This invention relates generally to providing improved ventilation for industrial machines, particularly for industrial lasers.
Industrial laser systems are normally enclosed in a protective housing. In the case of excimer lasers used in industrial applications (and more specifically in photolithographic applications), the protective housing has several functions, including: protection against laser radiation; protection against high voltage components; protection against ozone produced by 193 nm. laser radiation; protection against toxic gases released in case of a leak; air cooling of sub modules and electromagnetic shielding.
The cooling air might contain toxic gases, such as fluorine released by small leaks or ozone produced by high voltage components or deep UV laser radiation. Housing panels and doors are normally sealed with rubber or silicon rubber gaskets. The housing and the exhaust fan are designed in such a way that the laser housing may be operated under negative pressure compared to ambient pressure. This means that for a well designed system, ambient air will enter the laser housing through designed air inlets, but the air enclosed by the housing will not return through the air intakes, small gaps and slots into the environment. The exhaust air flow might contain toxic gases, therefore the exhaust of the laser housing should be connected to an industrial ventilation system. Well-designed systems fulfill the industrial safety standards.
Industrial excimer laser systems are typically adjusted during maintenance or service. During maintenance or service, access panels or doors must be opened, which breaks the protective enclosure. Therefore, it is difficult to maintain the desired negative pressure within the laser housing during maintenance or service.
Moreover, conventional ventilation systems do not make the most efficient use of cooling air. This can be a problem when a laser system is used in a clean room environment, because the cost of providing clean room air can be significant.
There are three state-of-the-art approaches to maintaining ventilation safety. The first approach was used in industrial lasers which were manufactured by Lambda Physik beginning in 1988. The laser housing was divided into several smaller compartments. Each compartment was separately ventilated, i.e., each compartment had its own exhaust blower and exhaust duct. Opening a single panel broke the protective enclosure of a single compartment, but the other compartments were still at negative pressure and safe ventilation conditions. Larger laser systems had up to three exhaust ducts. Installation of such systems was cumbersome for industrial users. The amount of exhausted air was quite high, which created problems when a laser was installed in a clean room.
The second approach was followed by a later version of the Lambda industrial laser series. One strong exhaust blower was installed. The location of all air intakes, internal baffles and vanes were designed in such a manner that a sufficient gas flow was provided at all areas where a leak might occur or ozone might be generated. The combination of vanes, baffles, properly located air intakes and a strong exhaust blower could maintain safe ventilation conditions even when the protective housing was opened at one location. The main disadvantage of this design was the large air exhaust rate.
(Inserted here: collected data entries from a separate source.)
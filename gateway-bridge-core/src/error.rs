//! Decode error types.
//!
//! Every error in this module is fatal to the invocation that produced it:
//! no request is built and no envelope is returned.
//! - [`ErrorKind`]: The category of a decode failure
//! - [`DecodeError`]: The error returned while building a request from an event

use std::num::ParseIntError;

/// Category of a [`DecodeError`].
#[derive(Clone, Copy, Debug, PartialEq, Eq, Hash)]
pub enum ErrorKind {
    /// The `content-length` header is not a non-negative base-10 integer.
    ContentLength,
    /// The body is flagged as base64 but does not decode.
    BodyDecode,
    /// The method, URL or headers cannot form a valid request.
    RequestConstruction,
}

impl ErrorKind {
    /// Get the string representation of this kind.
    pub fn as_str(&self) -> &'static str {
        match self {
            ErrorKind::ContentLength => "content_length",
            ErrorKind::BodyDecode => "body_decode",
            ErrorKind::RequestConstruction => "request_construction",
        }
    }
}

impl std::fmt::Display for ErrorKind {
    fn fmt(&self, f: &mut std::fmt::Formatter<'_>) -> std::fmt::Result {
        f.write_str(self.as_str())
    }
}

/// Error returned when an invocation event cannot be turned into a request.
#[derive(Debug, thiserror::Error)]
pub enum DecodeError {
    /// Declared content length is not a valid non-negative integer.
    #[error("unable to parse content length, {value}: {source}")]
    ContentLength {
        value: String,
        #[source]
        source: ParseIntError,
    },

    /// Body flagged as base64 failed to decode.
    #[error("unable to base64 decode request body: {0}")]
    BodyDecode(#[from] base64::DecodeError),

    /// Assembled request parts are invalid.
    #[error("unable to create request: {0}")]
    RequestConstruction(String),
}

impl DecodeError {
    /// Create a request construction error from any displayable cause.
    pub fn request<E: std::fmt::Display>(cause: E) -> Self {
        Self::RequestConstruction(cause.to_string())
    }

    /// Get the category of this error.
    pub fn kind(&self) -> ErrorKind {
        match self {
            DecodeError::ContentLength { .. } => ErrorKind::ContentLength,
            DecodeError::BodyDecode(_) => ErrorKind::BodyDecode,
            DecodeError::RequestConstruction(_) => ErrorKind::RequestConstruction,
        }
    }
}

impl From<http::Error> for DecodeError {
    fn from(err: http::Error) -> Self {
        Self::request(err)
    }
}

impl From<http::header::InvalidHeaderName> for DecodeError {
    fn from(err: http::header::InvalidHeaderName) -> Self {
        Self::request(err)
    }
}

impl From<http::header::InvalidHeaderValue> for DecodeError {
    fn from(err: http::header::InvalidHeaderValue) -> Self {
        Self::request(err)
    }
}
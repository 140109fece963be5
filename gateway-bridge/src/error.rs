//! Invocation error type.
//!
//! Every variant ends the invocation: the caller gets the error and no
//! envelope. Surfacing it as a failed invocation is the host runtime's job.

use gateway_bridge_core::{DecodeError, ErrorKind};

/// Boxed error type used for handler and body failures.
pub type BoxError = Box<dyn std::error::Error + Send + Sync>;

/// Error returned by [`Adapter`](crate::Adapter) for one invocation.
#[derive(Debug, thiserror::Error)]
pub enum BridgeError {
    /// The event could not be turned into a request.
    #[error(transparent)]
    Decode(#[from] DecodeError),

    /// The handler service failed instead of producing a response.
    #[error("handler failed: {0}")]
    Handler(#[source] BoxError),

    /// The handler's response body failed while it was being read.
    #[error("unable to read response body: {0}")]
    ResponseBody(#[source] BoxError),
}

impl BridgeError {
    /// Get the decode error kind, if this error happened while decoding.
    pub fn decode_kind(&self) -> Option<ErrorKind> {
        match self {
            BridgeError::Decode(err) => Some(err.kind()),
            _ => None,
        }
    }

    /// Returns whether the handler (or its body) caused this error.
    pub fn is_handler(&self) -> bool {
        matches!(self, BridgeError::Handler(_) | BridgeError::ResponseBody(_))
    }

    pub(crate) fn handler<E: Into<BoxError>>(err: E) -> Self {
        BridgeError::Handler(err.into())
    }

    pub(crate) fn response_body<E: Into<BoxError>>(err: E) -> Self {
        BridgeError::ResponseBody(err.into())
    }
}
//! Header projection between envelope maps and multi-value header sets.
//!
//! Envelopes carry headers as one string per name; several logical values are
//! joined with commas. Inside the adapter headers are a [`HeaderMap`], so the
//! comma convention only exists here:
//!
//! - [`project_headers`]: envelope map → `HeaderMap` (split on commas after the first byte)
//! - [`fold_cookies`]: v2 cookie list → single `Cookie` header
//! - [`flatten_headers`]: `HeaderMap` → envelope map (join with commas)
//!
//! Splitting then joining is lossy: a single value that contained a literal
//! comma comes back out as several values joined with commas, which reads the
//! same on the wire.

use std::collections::BTreeMap;

use http::header::{COOKIE, HeaderMap, HeaderName, HeaderValue};

use crate::error::DecodeError;

/// Separator used to join cookies into one `Cookie` header.
pub const COOKIE_SEPARATOR: &str = ";";

/// Look up a header in an envelope map, ignoring ASCII case.
///
/// An exact match wins over a case-insensitive one.
pub fn header_value<'a>(headers: &'a BTreeMap<String, String>, name: &str) -> Option<&'a str> {
    if let Some(value) = headers.get(name) {
        return Some(value.as_str());
    }

    headers
        .iter()
        .find(|(key, _)| key.eq_ignore_ascii_case(name))
        .map(|(_, value)| value.as_str())
}

/// Expand an envelope header map into a multi-value header set.
///
/// A value containing a comma after its first byte is split and every piece is
/// appended as its own value. Any other value, including one that starts with a
/// comma, replaces whatever the set already holds for that name.
///
/// # Errors
/// Returns [`DecodeError::RequestConstruction`] for a name or value that is not
/// a legal HTTP header.
pub fn project_headers(headers: &BTreeMap<String, String>) -> Result<HeaderMap, DecodeError> {
    let mut map = HeaderMap::with_capacity(headers.len());

    for (name, value) in headers {
        let name = HeaderName::from_bytes(name.as_bytes())?;

        if value.find(',').is_some_and(|at| at > 0) {
            for part in value.split(',') {
                map.append(name.clone(), HeaderValue::from_str(part)?);
            }
            continue;
        }

        map.insert(name, HeaderValue::from_str(value)?);
    }

    Ok(map)
}

/// Fold a cookie list into a single `Cookie` header.
///
/// The header is always added, even for an empty list, so handlers that read
/// `Cookie` unconditionally find one.
pub fn fold_cookies(map: &mut HeaderMap, cookies: &[String]) -> Result<(), DecodeError> {
    let value = HeaderValue::from_str(&cookies.join(COOKIE_SEPARATOR))?;
    map.append(COOKIE, value);
    Ok(())
}

/// Flatten a multi-value header set into an envelope header map.
///
/// One value is emitted verbatim; several are joined with `,`.
pub fn flatten_headers(headers: &HeaderMap) -> BTreeMap<String, String> {
    let mut flat = BTreeMap::new();

    for name in headers.keys() {
        let values: Vec<String> = headers
            .get_all(name)
            .iter()
            .map(|value| String::from_utf8_lossy(value.as_bytes()).into_owned())
            .collect();

        let value = match values.len() {
            0 => continue,
            1 => values.into_iter().next().unwrap_or_default(),
            _ => values.join(","),
        };
        flat.insert(name.as_str().to_string(), value);
    }

    flat
}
A third solution Is described in U.S. Pat. No. 5,748,656, which teaches that clear plastic panels or curtains are located behind the access doors. Rubber flaps can be used over access holes in the clear plastic panels. These rubber flaps permit a service engineer to reach into the ventilated enclosure without substantial loss of ventilation. Major disadvantages of these panels, curtains and rubber flaps are the restricted access for the service engineers and the risk of flammability. Like the other designs, this design has a high air exhaust rate.
It is an object of the present invention to provide a ventilation system for industrial lasers which provides adequate cooling while using a minimum of cooling gas.
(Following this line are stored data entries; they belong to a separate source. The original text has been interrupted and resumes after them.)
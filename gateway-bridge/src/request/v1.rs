//! v1 envelope decoding.
//!
//! URL: `{x-forwarded-proto|http}://{host}[:{x-forwarded-port}]{path}[?{query}]`,
//! where the port is dropped when it is the scheme's default.

use gateway_bridge_core::{
    DecodeError, EventV1, EventVersion, decode_body, encode_path, encode_query, header_value,
    project_headers,
};

use super::{
    GatewayRequest, HOST, RequestParts, X_FORWARDED_FOR, X_FORWARDED_PORT, X_FORWARDED_PROTO,
    assemble, parse_content_length,
};
use crate::context::InvocationContext;

const DEFAULT_SCHEME: &str = "http";

/// Decode a v1 event into a request.
///
/// The path is not stage-prefix stripped. It arrives percent-decoded, so it is
/// re-encoded for the URI while the context keeps it verbatim. The query is
/// re-encoded from `queryStringParameters` in key order.
pub fn decode_v1(event: EventV1) -> Result<GatewayRequest, DecodeError> {
    let scheme = header_value(&event.headers, X_FORWARDED_PROTO)
        .filter(|proto| !proto.is_empty())
        .unwrap_or(DEFAULT_SCHEME);
    let port = header_value(&event.headers, X_FORWARDED_PORT).unwrap_or("");
    let host = header_value(&event.headers, HOST).unwrap_or("");
    let authority = if host.is_empty() {
        String::new()
    } else {
        authority(scheme, host, port)
    };

    let mut path_and_query = encode_path(&event.path).into_owned();
    if let Some(query) = encode_query(&event.query_string_parameters)? {
        path_and_query.push('?');
        path_and_query.push_str(&query);
    }

    let content_length = parse_content_length(&event.headers)?;
    let remote_addr = header_value(&event.headers, X_FORWARDED_FOR)
        .unwrap_or("")
        .to_string();
    let headers = project_headers(&event.headers)?;
    let body = decode_body(event.body, event.is_base64_encoded)?;

    assemble(RequestParts {
        method: &event.http_method,
        scheme,
        authority,
        path_and_query,
        headers,
        body,
        context: InvocationContext {
            version: EventVersion::V1,
            remote_addr,
            request_uri: event.path,
            content_length,
            request_context: event.request_context,
            stage_variables: event.stage_variables,
        },
    })
}

/// Host with the port appended unless it is the scheme's default.
fn authority(scheme: &str, host: &str, port: &str) -> String {
    match (scheme, port) {
        (_, "") | ("http", "80") | ("https", "443") => host.to_string(),
        _ => format!("{host}:{port}"),
    }
}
It is a further object of the present invention to provide a ventilation system for industrial lasers which provides adequate ventilation even when the housing of the laser device is open.
It is a feature of the present invention to provide a laser device with one or more sensors.
It is another feature of the present invention to provide a laser device which can automatically perform safety countermeasures.
It is an advantage of the present invention to reduce the cost of operating a laser device.
It is a further advantage of the present invention to increase the safety of workers who are operating, maintaining or servicing laser devices.
An improved ventilation system consists of an exhaust channel, at least one exhaust port, at least one air inlet and at least one blower. The exhaust channel is in fluid communication with internal compartments of a laser housing which require cooling and allows sufficient ventilation of all such compartments.
In a preferred embodiment, blowers with adjustable speed are used to circulate cooling gas. During normal operation the blowers are running at low speed. The amount of cooling gas can be minimized in this way. This is of special advantage if the laser device is installed in a clean room, because the conditioned clean room air is very expensive.
Various sensors can be installed in the device in order to monitor properties such as temperature or the concentrations of halogen, ozone, smoke, etc. Depending on the sensor outputs, the air flow rate can be adjusted automatically in order to maintain optimum ventilation conditions with minimum cooling air consumption. Sensor outputs can also be used to trigger safety countermeasures.
Sufficient ventilation conditions can be maintained even if the housing of the laser device is opened for service or maintenance. In some embodiments, individual blowers are used for different compartments, so even if the blower at one location is not active during service or maintenance, the other blowers create adequate ventilation. For embodiments which use a single blower, ventilation safety can be maintained during maintenance or service by increasing the blower speed.